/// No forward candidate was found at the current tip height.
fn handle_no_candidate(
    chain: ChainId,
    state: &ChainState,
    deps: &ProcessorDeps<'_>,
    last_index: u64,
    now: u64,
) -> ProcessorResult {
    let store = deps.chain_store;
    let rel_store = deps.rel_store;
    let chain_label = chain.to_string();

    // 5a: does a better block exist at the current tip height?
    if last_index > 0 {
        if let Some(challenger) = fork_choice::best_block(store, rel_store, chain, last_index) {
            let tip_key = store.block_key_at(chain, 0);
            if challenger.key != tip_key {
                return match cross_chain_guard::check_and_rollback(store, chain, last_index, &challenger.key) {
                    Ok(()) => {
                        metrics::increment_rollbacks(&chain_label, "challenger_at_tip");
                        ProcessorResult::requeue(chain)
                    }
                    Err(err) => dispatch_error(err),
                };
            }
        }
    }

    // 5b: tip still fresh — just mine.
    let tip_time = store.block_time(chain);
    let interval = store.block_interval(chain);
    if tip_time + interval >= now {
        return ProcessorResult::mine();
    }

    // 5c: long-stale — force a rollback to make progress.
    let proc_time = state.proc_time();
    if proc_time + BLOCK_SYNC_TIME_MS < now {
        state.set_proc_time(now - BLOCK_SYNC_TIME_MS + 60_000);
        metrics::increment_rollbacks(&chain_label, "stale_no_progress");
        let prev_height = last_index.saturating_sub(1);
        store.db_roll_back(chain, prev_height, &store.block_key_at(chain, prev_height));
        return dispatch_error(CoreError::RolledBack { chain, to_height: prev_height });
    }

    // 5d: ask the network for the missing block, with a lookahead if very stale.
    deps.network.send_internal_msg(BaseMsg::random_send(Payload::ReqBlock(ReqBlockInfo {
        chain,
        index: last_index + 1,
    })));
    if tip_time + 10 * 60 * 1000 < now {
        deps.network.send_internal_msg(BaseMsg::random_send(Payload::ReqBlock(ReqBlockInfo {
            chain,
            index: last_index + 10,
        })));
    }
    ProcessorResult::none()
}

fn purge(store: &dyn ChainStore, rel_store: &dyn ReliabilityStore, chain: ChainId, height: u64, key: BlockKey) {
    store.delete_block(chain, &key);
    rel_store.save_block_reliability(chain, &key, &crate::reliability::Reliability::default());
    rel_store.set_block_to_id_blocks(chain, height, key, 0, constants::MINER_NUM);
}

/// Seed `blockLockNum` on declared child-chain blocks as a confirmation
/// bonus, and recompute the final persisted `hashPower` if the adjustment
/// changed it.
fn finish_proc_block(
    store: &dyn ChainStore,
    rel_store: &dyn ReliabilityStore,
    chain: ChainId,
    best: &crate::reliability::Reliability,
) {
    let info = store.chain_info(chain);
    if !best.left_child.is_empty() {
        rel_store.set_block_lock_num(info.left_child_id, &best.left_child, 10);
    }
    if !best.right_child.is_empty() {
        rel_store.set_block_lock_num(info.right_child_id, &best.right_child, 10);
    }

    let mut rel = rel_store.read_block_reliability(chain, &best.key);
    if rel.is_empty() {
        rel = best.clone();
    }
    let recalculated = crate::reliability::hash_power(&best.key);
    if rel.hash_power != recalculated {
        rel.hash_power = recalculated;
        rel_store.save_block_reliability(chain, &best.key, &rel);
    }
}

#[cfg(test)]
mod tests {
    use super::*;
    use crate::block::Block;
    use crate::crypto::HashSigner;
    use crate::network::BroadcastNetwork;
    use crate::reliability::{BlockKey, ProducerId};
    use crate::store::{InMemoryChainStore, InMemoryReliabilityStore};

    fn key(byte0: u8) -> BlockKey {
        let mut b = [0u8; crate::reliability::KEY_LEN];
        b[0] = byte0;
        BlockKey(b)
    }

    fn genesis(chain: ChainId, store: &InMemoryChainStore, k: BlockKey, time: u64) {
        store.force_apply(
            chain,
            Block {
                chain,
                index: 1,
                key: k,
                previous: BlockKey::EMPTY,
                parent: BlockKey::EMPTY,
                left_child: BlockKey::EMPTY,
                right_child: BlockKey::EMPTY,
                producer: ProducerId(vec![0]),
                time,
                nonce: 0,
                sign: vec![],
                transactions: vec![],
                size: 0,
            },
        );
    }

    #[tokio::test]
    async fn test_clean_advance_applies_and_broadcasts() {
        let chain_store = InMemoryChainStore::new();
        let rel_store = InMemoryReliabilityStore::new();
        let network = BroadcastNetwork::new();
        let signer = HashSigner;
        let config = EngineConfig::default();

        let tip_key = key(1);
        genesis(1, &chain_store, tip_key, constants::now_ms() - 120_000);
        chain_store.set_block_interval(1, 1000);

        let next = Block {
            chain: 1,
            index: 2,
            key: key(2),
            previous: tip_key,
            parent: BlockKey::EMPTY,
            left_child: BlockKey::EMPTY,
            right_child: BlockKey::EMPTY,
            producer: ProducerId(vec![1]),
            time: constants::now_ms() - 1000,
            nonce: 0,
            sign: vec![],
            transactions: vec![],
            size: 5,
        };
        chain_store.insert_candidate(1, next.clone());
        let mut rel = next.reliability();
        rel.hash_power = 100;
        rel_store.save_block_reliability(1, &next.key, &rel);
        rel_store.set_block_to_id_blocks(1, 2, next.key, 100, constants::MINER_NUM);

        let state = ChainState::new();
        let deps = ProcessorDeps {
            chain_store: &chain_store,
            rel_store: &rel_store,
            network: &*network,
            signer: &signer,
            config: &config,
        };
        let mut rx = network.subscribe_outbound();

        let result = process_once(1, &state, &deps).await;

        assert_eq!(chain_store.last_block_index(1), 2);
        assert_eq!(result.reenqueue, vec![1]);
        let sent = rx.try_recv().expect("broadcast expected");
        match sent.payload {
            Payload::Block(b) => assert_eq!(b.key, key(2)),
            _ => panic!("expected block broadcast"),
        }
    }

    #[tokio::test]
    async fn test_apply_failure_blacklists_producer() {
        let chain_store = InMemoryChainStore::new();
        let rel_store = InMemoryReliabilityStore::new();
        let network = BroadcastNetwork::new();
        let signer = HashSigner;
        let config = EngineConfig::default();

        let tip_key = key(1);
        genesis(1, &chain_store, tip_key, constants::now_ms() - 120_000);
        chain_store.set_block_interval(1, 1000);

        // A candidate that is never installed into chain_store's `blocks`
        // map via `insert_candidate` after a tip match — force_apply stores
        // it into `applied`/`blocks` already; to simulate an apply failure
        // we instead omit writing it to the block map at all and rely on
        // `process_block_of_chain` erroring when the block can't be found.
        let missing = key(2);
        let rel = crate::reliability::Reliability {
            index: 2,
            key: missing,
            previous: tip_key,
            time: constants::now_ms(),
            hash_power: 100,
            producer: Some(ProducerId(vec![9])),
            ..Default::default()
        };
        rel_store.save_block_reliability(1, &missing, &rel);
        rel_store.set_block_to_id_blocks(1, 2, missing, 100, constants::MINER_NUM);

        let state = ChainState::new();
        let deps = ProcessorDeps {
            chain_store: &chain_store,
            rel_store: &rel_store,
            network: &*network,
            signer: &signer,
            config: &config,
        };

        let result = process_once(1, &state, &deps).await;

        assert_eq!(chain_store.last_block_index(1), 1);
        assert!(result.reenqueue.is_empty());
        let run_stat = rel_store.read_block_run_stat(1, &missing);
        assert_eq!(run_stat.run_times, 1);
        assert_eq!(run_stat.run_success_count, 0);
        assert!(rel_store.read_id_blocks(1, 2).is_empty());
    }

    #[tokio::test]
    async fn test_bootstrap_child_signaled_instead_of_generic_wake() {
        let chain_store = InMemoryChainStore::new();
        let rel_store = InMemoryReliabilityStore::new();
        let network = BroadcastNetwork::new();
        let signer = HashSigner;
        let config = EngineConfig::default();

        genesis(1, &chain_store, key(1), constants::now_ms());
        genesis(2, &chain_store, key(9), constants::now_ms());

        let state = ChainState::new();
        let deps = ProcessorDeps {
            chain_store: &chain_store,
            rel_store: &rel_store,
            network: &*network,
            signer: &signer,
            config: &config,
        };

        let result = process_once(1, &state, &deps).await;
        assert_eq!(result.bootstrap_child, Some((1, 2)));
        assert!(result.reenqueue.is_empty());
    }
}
################
## WHAT THIS TASK INVOLVES
Exact copies of the lines from the start of the data up to the line holding "fn purge(store: &dyn", both included, are all that is needed.

## FINAL ANSWER
/// No forward candidate was found at the current tip height.
fn handle_no_candidate(
    chain: ChainId,
    state: &ChainState,
    deps: &ProcessorDeps<'_>,
    last_index: u64,
    now: u64,
) -> ProcessorResult {
    let store = deps.chain_store;
    let rel_store = deps.rel_store;
    let chain_label = chain.to_string();

    // 5a: does a better block exist at the current tip height?
    if last_index > 0 {
        if let Some(challenger) = fork_choice::best_block(store, rel_store, chain, last_index) {
            let tip_key = store.block_key_at(chain, 0);
            if challenger.key != tip_key {
                return match cross_chain_guard::check_and_rollback(store, chain, last_index, &challenger.key) {
                    Ok(()) => {
                        metrics::increment_rollbacks(&chain_label, "challenger_at_tip");
                        ProcessorResult::requeue(chain)
                    }
                    Err(err) => dispatch_error(err),
                };
            }
        }
    }

    // 5b: tip still fresh — just mine.
    let tip_time = store.block_time(chain);
    let interval = store.block_interval(chain);
    if tip_time + interval >= now {
        return ProcessorResult::mine();
    }

    // 5c: long-stale — force a rollback to make progress.
    let proc_time = state.proc_time();
    if proc_time + BLOCK_SYNC_TIME_MS < now {
        state.set_proc_time(now - BLOCK_SYNC_TIME_MS + 60_000);
        metrics::increment_rollbacks(&chain_label, "stale_no_progress");
        let prev_height = last_index.saturating_sub(1);
        store.db_roll_back(chain, prev_height, &store.block_key_at(chain, prev_height));
        return dispatch_error(CoreError::RolledBack { chain, to_height: prev_height });
    }

    // 5d: ask the network for the missing block, with a lookahead if very stale.
    deps.network.send_internal_msg(BaseMsg::random_send(Payload::ReqBlock(ReqBlockInfo {
        chain,
        index: last_index + 1,
    })));
    if tip_time + 10 * 60 * 1000 < now {
        deps.network.send_internal_msg(BaseMsg::random_send(Payload::ReqBlock(ReqBlockInfo {
            chain,
            index: last_index + 10,
        })));
    }
    ProcessorResult::none()
}

fn purge(store: &dyn ChainStore, rel_store: &dyn ReliabilityStore, chain: ChainId, height: u64, key: BlockKey) {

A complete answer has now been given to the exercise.